A model for predicting bacteremia species based on host immune response.

INTRODUCTION: Clinicians encounter significant challenges in quickly and accurately identifying the bacterial species responsible for patient bacteremia and in selecting appropriate antibiotics for timely treatment. This study introduces a novel approach that combines immune response data from routine blood counts with assessments of immune cell activation, specifically through quantitative measurements of Rho family GTPase activity. The combined data were used to develop a machine-learning model capable of distinguishing specific classes of bacteria and their associations. METHODS: We aimed to determine whether different classes of bacteria elicit distinct patterns of host immune responses, as indicated by quantitative differences in leukocyte populations from routine complete blood counts with differential. Concurrently, we conducted quantitative measurements of activated Rac1 (Rac1•GTP) levels using a novel 'G-Trap assay' we developed.

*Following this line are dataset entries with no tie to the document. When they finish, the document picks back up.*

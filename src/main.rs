//! okcheck CLI
//!
//! Entry point for the `okcheck` command-line tool.

use clap::{Args, Parser, Subcommand};
use okcheck::discover::{checkable_files, DiscoverError};
use okcheck::exclude::{exclude_override_json, ExcludeFileError};
use okcheck::layout::{check_config_path, config_dir, exclude_path, LayoutError};
use okcheck::{load, ConfigError, ResolvedConfig};
use std::path::PathBuf;
use std::process;
use tracing_subscriber::EnvFilter;

#[derive(Parser)]
#[command(name = "okcheck")]
#[command(about = "Resolve static-analysis check configuration", version)]
struct Cli {
    #[command(subcommand)]
    command: Commands,
}

#[derive(Subcommand)]
enum Commands {
    /// Resolve and print the check configuration
    Resolve {
        #[command(flatten)]
        source: SourceArgs,

        /// Output in JSON format
        #[arg(long)]
        json: bool,
    },

    /// List the files a check run would consider
    Files {
        /// Project root to walk
        root: PathBuf,

        #[command(flatten)]
        source: SourceArgs,

        /// Only list files with this extension (e.g. "go")
        #[arg(long)]
        ext: Option<String>,
    },

    /// Print the override payload for an exclude file
    ExcludeJson {
        /// Path to the exclude file
        file: PathBuf,
    },
}

#[derive(Args)]
struct SourceArgs {
    /// Path to the base check config (default: <config dir>/check.yml)
    #[arg(long, short = 'c')]
    config: Option<PathBuf>,

    /// Inline JSON override (default: rendered from <config dir>/exclude.yml)
    #[arg(long)]
    exclude_json: Option<String>,

    /// Config directory
    #[arg(long)]
    cfg_dir: Option<PathBuf>,

    /// Project wrapper script, used to locate the config directory
    #[arg(long)]
    wrapper: Option<PathBuf>,
}

#[derive(Debug, thiserror::Error)]
enum CliError {
    #[error(transparent)]
    Config(#[from] ConfigError),

    #[error(transparent)]
    Layout(#[from] LayoutError),

    #[error(transparent)]
    ExcludeFile(#[from] ExcludeFileError),

    #[error(transparent)]
    Discover(#[from] DiscoverError),

    #[error("Error serializing output: {0}")]
    Json(#[from] serde_json::Error),
}

fn main() {
    init_logging();
    let cli = Cli::parse();

    let result = match cli.command {
        Commands::Resolve { source, json } => run_resolve(&source, json),
        Commands::Files { root, source, ext } => run_files(root, &source, ext.as_deref()),
        Commands::ExcludeJson { file } => run_exclude_json(file),
    };

    if let Err(e) = result {
        eprintln!("Error: {}", e);
        process::exit(1);
    }
}

fn init_logging() {
    let filter = EnvFilter::try_from_default_env().unwrap_or_else(|_| EnvFilter::new("warn"));
    tracing_subscriber::fmt()
        .with_env_filter(filter)
        .with_writer(std::io::stderr)
        .init();
}

fn load_config(source: &SourceArgs) -> Result<ResolvedConfig, CliError> {
    let dir = config_dir(source.cfg_dir.as_deref(), source.wrapper.as_deref())?;

    let base = source
        .config
        .clone()
        .or_else(|| dir.as_deref().map(check_config_path))
        .unwrap_or_default();

    let override_json = match (&source.exclude_json, &dir) {
        (Some(json), _) => json.clone(),
        (None, Some(dir)) => exclude_override_json(&exclude_path(dir))?,
        (None, None) => String::new(),
    };

    Ok(load(&base, &override_json)?)
}

fn run_resolve(source: &SourceArgs, json: bool) -> Result<(), CliError> {
    let config = load_config(source)?;

    if json {
        println!("{}", config.to_json()?);
        return Ok(());
    }

    println!("Checkers: {}", config.checks().len());
    for (cmd, checker) in config.checks() {
        println!("  {}", cmd);
        if !checker.args().is_empty() {
            println!("    args: {}", checker.args().join(" "));
        }
        for filter in checker.line_filters() {
            println!("    filter: {}", filter);
        }
    }

    let exclude = config.exclude();
    if exclude.is_empty() {
        println!("Exclude: none");
    } else {
        println!("Exclude:");
        if !exclude.names().is_empty() {
            println!("  names: {}", exclude.names().join(", "));
        }
        if !exclude.paths().is_empty() {
            println!("  paths: {}", exclude.paths().join(", "));
        }
    }
    Ok(())
}

fn run_files(root: PathBuf, source: &SourceArgs, ext: Option<&str>) -> Result<(), CliError> {
    let config = load_config(source)?;
    for file in checkable_files(&root, config.exclude(), ext)? {
        println!("{}", file.display());
    }
    Ok(())
}

fn run_exclude_json(file: PathBuf) -> Result<(), CliError> {
    println!("{}", exclude_override_json(&file)?);
    Ok(())
}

With the G-Trap, we measured Rac1•GTP in peripheral blood monocytes (PBMC) and polymorphonuclear (PMN) cells from blood samples collected from 28 culture-positive patients and over 80 non-infected patients used as controls. RESULTS: Our findings indicated that 18 of the 28 patients with bacteremia showed an increase of ≥ 3-fold in Rac1•GTP levels compared to the controls. The remaining ten patients with bacteremia exhibited either neutrophilia or pancytopenia and displayed normal to below-normal Rac1 GTPase activity, which is consistent with bacteria-induced immunosuppression. To analyze the data, we employed partial least squares discriminant analysis (PLS-DA), a supervised method that optimizes group separation and aids in building a novel machine-learning model for pathogen identification. DISCUSSION: The results demonstrated that PLS-DA effectively differentiates between specific pathogen groups, and external validation confirmed the predictive model's utility. Given that bacterial culture confirmation may take several days, our study underscores the potential of combining routine assays with a machine-learning model as a valuable clinical decision-support tool. This approach could enable prompt and accurate treatment on the same day that patients present to the clinic.